The hydrology, hydrochemistry and aquatic carbon flux associated with forest-to-bog restoration

Supervisors: Professor Joseph Holden, Dr Pippa Chapman (water@leeds, School of Geography, University of Leeds), Russell Anderson and Dr Nadeem Shah (Forest Research, Roslin)


This exciting new PhD project will enable a student to work on a challenging area of peatland management and hydrological sciences. Peatlands and forests are important components of the global carbon cycle. They often occur in headwaters feeding major river systems. Management of peatlands may influence river peak flows, baseflows and the water quality of the river waters. Many peatland areas have been afforested with conifers for timber harvesting. This forestry may have had major impacts on the underlying peatland including on its hydrology and carbon cycling. There is currently a new drive in some places to restore the peatland system following timber harvest. Such work is very novel and challenging. However, very little is known about how such restoration activity impacts hydrological processes including river flow regulation, water quality and the aquatic carbon flux from these systems. This PhD project, conducted in collaboration with Forest Research, will study for the first time how forest-to-bog restoration impacts these processes.

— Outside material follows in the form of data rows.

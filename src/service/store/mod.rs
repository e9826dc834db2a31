//! Ticket storage.
//!
//! The triage pipeline never stores anything; this is where the HTTP layer
//! keeps tickets and the triage results applied to them.

pub mod memory;

use std::{ops::Deref, sync::Arc};

use async_trait::async_trait;
use chrono::Utc;
use serde::{Deserialize, Serialize};

use crate::base::types::{Priority, Res, Ticket, TriageResult};

// Traits.

/// Generic ticket store trait that backends must implement.
#[async_trait]
pub trait GenericTicketStore: Send + Sync + 'static {
    /// Store a new open ticket and return it.
    async fn create(&self, ticket: NewTicket) -> Res<TicketRecord>;

    /// All tickets, in creation order.
    async fn list(&self) -> Res<Vec<TicketRecord>>;

    /// A ticket by id, if it exists.
    async fn get(&self, id: &str) -> Res<Option<TicketRecord>>;

    /// Copy a triage result onto a ticket and return the updated record.
    ///
    /// The update is atomic per call. Two concurrent triages of the same
    /// ticket are applied in whatever order they finish.
    async fn apply_triage(&self, id: &str, result: &TriageResult) -> Res<Option<TicketRecord>>;
}

// Structs.

/// Ticket store for the application.
///
/// This is trivially cloneable and can be passed around without the need for `Arc` or `Mutex`.
#[derive(Clone)]
pub struct TicketStore {
    inner: Arc<dyn GenericTicketStore>,
}

impl Deref for TicketStore {
    type Target = dyn GenericTicketStore;

    fn deref(&self) -> &Self::Target {
        &*self.inner
    }
}

impl TicketStore {
    pub fn new(inner: Arc<dyn GenericTicketStore>) -> Self {
        Self { inner }
    }
}

// Data types.

/// Body of a ticket creation request.
#[derive(Debug, Clone, PartialEq, Eq, Serialize, Deserialize)]
pub struct NewTicket {
    pub user_id: String,
    pub title: String,
    pub description: String,
}

/// A stored ticket.
#[derive(Debug, Clone, PartialEq, Serialize, Deserialize)]
pub struct TicketRecord {
    pub id: String,
    pub user_id: String,
    pub title: String,
    pub description: String,
    pub status: String,
    pub priority: Option<Priority>,
    pub priority_score: Option<f64>,
    pub rationale: Option<String>,
    pub assignee: Option<String>,
    pub assignee_reason: Option<String>,
    pub first_reply: Option<String>,
    pub created_at: String,
    pub updated_at: String,
}

impl TicketRecord {
    /// A fresh, untriaged ticket with a random id.
    pub fn open(ticket: NewTicket) -> Self {
        let now = Utc::now().to_rfc3339();

        Self {
            id: uuid::Uuid::new_v4().to_string(),
            user_id: ticket.user_id,
            title: ticket.title,
            description: ticket.description,
            status: "open".to_string(),
            priority: None,
            priority_score: None,
            rationale: None,
            assignee: None,
            assignee_reason: None,
            first_reply: None,
            created_at: now.clone(),
            updated_at: now,
        }
    }

    /// The fields the triage pipeline reads.
    pub fn ticket(&self) -> Ticket {
        Ticket::new(self.title.clone(), self.description.clone())
    }

    /// Overwrite the triage fields with `result`.
    pub fn apply(&mut self, result: &TriageResult) {
        self.priority = Some(result.priority);
        self.priority_score = Some(result.priority_score);
        self.rationale = Some(result.rationale.clone());
        self.assignee = Some(result.assignee.clone());
        self.assignee_reason = Some(result.assignee_reason.clone());
        self.first_reply = Some(result.first_reply.clone());
        self.updated_at = Utc::now().to_rfc3339();
    }
}
// WHY: Element builder interface; picks the extraction strategy for each entity type
// Strategies live in submodules and share the scanner and normalization helpers

use tracing::warn;

pub mod filter;
pub mod generic;
pub mod sigil;
pub mod url;

pub use filter::{Blocklist, FilterPredicate};
pub use url::{ShortenOptions, UrlRewrite};

use crate::entity::{ElementResult, EntityType, TextRange};
use crate::rules::RuleProvider;

/// Matches must be longer than this many characters for generic extraction
pub const DEFAULT_MIN_LENGTH: usize = 2;

/// Custom rules keep one-character tokens
pub const CUSTOM_MIN_LENGTH: usize = 1;

/// Mentions and hashtags must be longer than sigil plus one character
pub const SIGIL_MIN_LENGTH: usize = 2;

/// URL matches must be longer than this many characters
pub const URL_MIN_LENGTH: usize = 2;

/// Builds elements from the rules of a [`RuleProvider`]
pub struct ElementBuilder<'r> {
    rules: &'r dyn RuleProvider,
}

impl<'r> ElementBuilder<'r> {
    pub fn new(rules: &'r dyn RuleProvider) -> Self {
        Self { rules }
    }

    /// Extract elements of one type without rewriting the text
    ///
    /// Mentions and hashtags use sigil stripping, URLs the generic path with the
    /// default minimum length, custom types the generic path with
    /// [`CUSTOM_MIN_LENGTH`].
    pub fn create_elements(
        &self,
        entity_type: &EntityType,
        text: &str,
        range: TextRange,
        predicate: Option<&dyn FilterPredicate>,
    ) -> Vec<ElementResult> {
        let Some(rule) = self.rules.rule(entity_type) else {
            warn!("No recognizer rule registered for {}", entity_type);
            return Vec::new();
        };

        match entity_type {
            EntityType::Mention | EntityType::Hashtag => {
                sigil::extract_elements_ignoring_first_char(text, rule, entity_type, range, predicate)
            }
            EntityType::Url => generic::extract_elements(
                text,
                rule,
                entity_type,
                range,
                DEFAULT_MIN_LENGTH,
                predicate,
            ),
            EntityType::Custom(_) => generic::extract_elements(
                text,
                rule,
                entity_type,
                range,
                CUSTOM_MIN_LENGTH,
                predicate,
            ),
        }
    }

    /// Extract URLs and rewrite each to its (possibly shortened) display text
    ///
    /// Returned ranges index into [`UrlRewrite::text`], which must replace the
    /// caller's copy before highlighting.
    pub fn create_url_elements(
        &self,
        text: &str,
        range: TextRange,
        options: &ShortenOptions,
    ) -> UrlRewrite {
        let Some(rule) = self.rules.rule(&EntityType::Url) else {
            warn!("No recognizer rule registered for {}", EntityType::Url);
            return UrlRewrite {
                elements: Vec::new(),
                text: text.to_string(),
            };
        };
        url::extract_and_shorten(text, rule, self.rules.url_layout(), range, options)
    }
}

#[cfg(test)]
mod tests {
    use super::*;
    use crate::entity::Entity;
    use crate::rules::RuleSet;
    use crate::scanner::{RecognizerRule, UrlGroupLayout};

    #[test]
    fn test_dispatch_by_type() {
        let mut rules = RuleSet::with_default_rules().unwrap();
        rules.register_custom("digit", r"\s\d").unwrap();
        let builder = ElementBuilder::new(&rules);
        let text = "@bob #rust http://a.io 7";
        let range = TextRange::full(text);

        let mentions = builder.create_elements(&EntityType::Mention, text, range, None);
        assert_eq!(mentions[0].entity, Entity::Mention("bob".to_string()));

        let hashtags = builder.create_elements(&EntityType::Hashtag, text, range, None);
        assert_eq!(hashtags[0].entity, Entity::Hashtag("rust".to_string()));

        let urls = builder.create_elements(&EntityType::Url, text, range, None);
        assert_eq!(urls[0].entity.link(), Some("http://a.io"));
        assert_eq!(urls[0].range.slice(text), Some(" http://a.io"));

        let digits = builder.create_elements(&EntityType::custom("digit"), text, range, None);
        assert_eq!(digits.len(), 1);
        assert_eq!(digits[0].entity, Entity::Custom("7".to_string()));
    }

    #[test]
    fn test_unknown_custom_type_yields_nothing() {
        let rules = RuleSet::with_default_rules().unwrap();
        let builder = ElementBuilder::new(&rules);
        let elements =
            builder.create_elements(&EntityType::custom("nope"), "text", TextRange::new(0, 4), None);
        assert!(elements.is_empty());
    }

    struct UrlOnly {
        url: RecognizerRule,
        layout: UrlGroupLayout,
    }

    impl RuleProvider for UrlOnly {
        fn rule(&self, entity_type: &EntityType) -> Option<&RecognizerRule> {
            (*entity_type == EntityType::Url).then_some(&self.url)
        }

        fn url_layout(&self) -> &UrlGroupLayout {
            &self.layout
        }
    }

    #[test]
    fn test_custom_provider_and_layout() {
        // groups 1 and 4 never capture text, so only the explicit branch can fire
        let provider = UrlOnly {
            url: RecognizerRule::new(r"()(go:(\w+))()").unwrap(),
            layout: UrlGroupLayout {
                plain: 2,
                label: 1,
                labeled_link: 4,
                explicit_link: 3,
                alias: 1,
            },
        };
        let builder = ElementBuilder::new(&provider);
        let text = "open go:home now";
        let rewrite =
            builder.create_url_elements(text, TextRange::full(text), &ShortenOptions::default());
        assert_eq!(rewrite.text, "open home now");
        assert_eq!(rewrite.elements.len(), 1);
        assert_eq!(rewrite.elements[0].range, TextRange::new(5, 4));
        assert_eq!(
            rewrite.elements[0].entity,
            Entity::Url {
                original: "go:home".to_string(),
                alter: "home".to_string(),
                link: "home".to_string(),
            }
        );
        assert!(builder
            .create_elements(&EntityType::Mention, text, TextRange::full(text), None)
            .is_empty());
    }
}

It is anticipated that the project will mainly focus on field data collection from sites in Caithness in northern Scotland. As such it will suit a student who is keen to do outdoor fieldwork with potentially long spells of field activity. Data will be collected from nearby sites with small catchments of 1-5ha under different treatments. These treatments may include mid-rotation forest, bog under low-intensity restoration (e.g. forest cleared 10 yrs ago), undisturbed bog and perhaps sites with different ages since timber harvest.

Measurements will be taken of the hydrological processes and peat properties within each site using experiments and a range of sampling methods. Flows from the sites will be gauged using dataloggers and rated sections of water courses. It will be important to understand the flow peak regulation function and the baseflow regulation function of peatlands in different condition. Water samples will be analysed for nutrients, major cations and anions, metals, pH, dissolved oxygen, conductivity and temperature and the aquatic carbon flux will be determined using a suite of measurement techniques including a field logging spectrolyser (Grayson and Holden 2016).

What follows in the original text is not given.